**Task brief**
Look through the material below and copy every line containing the word "arbitrary".

::::::::::

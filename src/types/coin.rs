//! Coins on both sides of the boundary and the translation between them.
//!
//! Ledger coins carry an arbitrary-precision amount. Runtime coins carry the
//! same amount as a decimal string so no fixed-width integer sits in between.

use std::fmt;
use std::str::FromStr;

use num_bigint::BigUint;
use serde::{Deserialize, Serialize};
use tracing::trace;

use crate::utils::serde_helpers::{as_decimal, from_decimal};
use crate::utils::{Result, WasmError};

/// Ordered list of ledger coins.
pub type Coins = Vec<Coin>;

/// Ledger coin: denomination plus arbitrary-precision amount.
#[derive(Debug, Clone, PartialEq, Eq, Hash, Serialize, Deserialize)]
pub struct Coin {
    pub denom: String,
    #[serde(serialize_with = "as_decimal", deserialize_with = "from_decimal")]
    pub amount: BigUint,
}

impl Coin {
    pub fn new(denom: impl Into<String>, amount: impl Into<BigUint>) -> Self {
        Self { denom: denom.into(), amount: amount.into() }
    }
}

impl fmt::Display for Coin {
    fn fmt(&self, f: &mut fmt::Formatter<'_>) -> fmt::Result {
        write!(f, "{}{}", self.amount, self.denom)
    }
}

impl FromStr for Coin {
    type Err = WasmError;

    /// Parses `"<amount><denom>"`, e.g. `"1000utoken"`.
    fn from_str(s: &str) -> Result<Self> {
        let s = s.trim();
        let split = s
            .find(|c: char| !c.is_ascii_digit())
            .ok_or_else(|| WasmError::InvalidCoin(format!("missing denom in {:?}", s)))?;
        if split == 0 {
            return Err(WasmError::InvalidCoin(format!("missing amount in {:?}", s)));
        }
        let (amount, denom) = s.split_at(split);
        validate_denom(denom)?;
        Ok(Coin { denom: denom.to_string(), amount: parse_amount(amount)? })
    }
}

/// Runtime coin: the amount is a decimal string.
#[derive(Debug, Clone, PartialEq, Eq, Hash, Serialize, Deserialize)]
pub struct WasmCoin {
    pub denom: String,
    pub amount: String,
}

impl WasmCoin {
    pub fn new(denom: impl Into<String>, amount: impl Into<String>) -> Self {
        Self { denom: denom.into(), amount: amount.into() }
    }
}

impl From<&Coin> for WasmCoin {
    fn from(coin: &Coin) -> Self {
        WasmCoin { denom: coin.denom.clone(), amount: coin.amount.to_str_radix(10) }
    }
}

impl TryFrom<&WasmCoin> for Coin {
    type Error = WasmError;

    fn try_from(coin: &WasmCoin) -> Result<Self> {
        Ok(Coin { denom: coin.denom.clone(), amount: parse_amount(&coin.amount)? })
    }
}

/// Translate ledger coins into runtime coins, preserving order.
///
/// An empty input yields an empty vector.
pub fn to_wasm_coins(coins: &[Coin]) -> Vec<WasmCoin> {
    trace!(count = coins.len(), "translating ledger coins");
    coins.iter().map(WasmCoin::from).collect()
}

/// Translate runtime coins back into ledger coins, preserving order.
pub fn from_wasm_coins(coins: &[WasmCoin]) -> Result<Coins> {
    trace!(count = coins.len(), "translating runtime coins");
    coins.iter().map(Coin::try_from).collect()
}

/// Parse a comma separated coin list such as `"10utoken,3uatom"`.
pub fn parse_coins(s: &str) -> Result<Coins> {
    let s = s.trim();
    if s.is_empty() {
        return Ok(Vec::new());
    }
    s.split(',').map(str::parse).collect()
}

/// Parse a non-negative decimal integer. Signs, exponents, separators and
/// fractions are rejected.
pub fn parse_amount(s: &str) -> Result<BigUint> {
    if s.is_empty() || !s.bytes().all(|b| b.is_ascii_digit()) {
        return Err(WasmError::InvalidAmount(s.to_string()));
    }
    BigUint::parse_bytes(s.as_bytes(), 10).ok_or_else(|| WasmError::InvalidAmount(s.to_string()))
}

// [a-zA-Z][a-zA-Z0-9/:._-]{2,127}
fn validate_denom(denom: &str) -> Result<()> {
    let mut chars = denom.chars();
    let first_ok = chars.next().map_or(false, |c| c.is_ascii_alphabetic());
    let rest_ok = chars.all(|c| c.is_ascii_alphanumeric() || matches!(c, '/' | ':' | '.' | '_' | '-'));
    if !first_ok || !rest_ok || denom.len() < 3 || denom.len() > 128 {
        return Err(WasmError::InvalidDenom(denom.to_string()));
    }
    Ok(())
}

::::::::::

**Result**
//! Ledger coins carry an arbitrary-precision amount. Runtime coins carry the
/// Ledger coin: denomination plus arbitrary-precision amount.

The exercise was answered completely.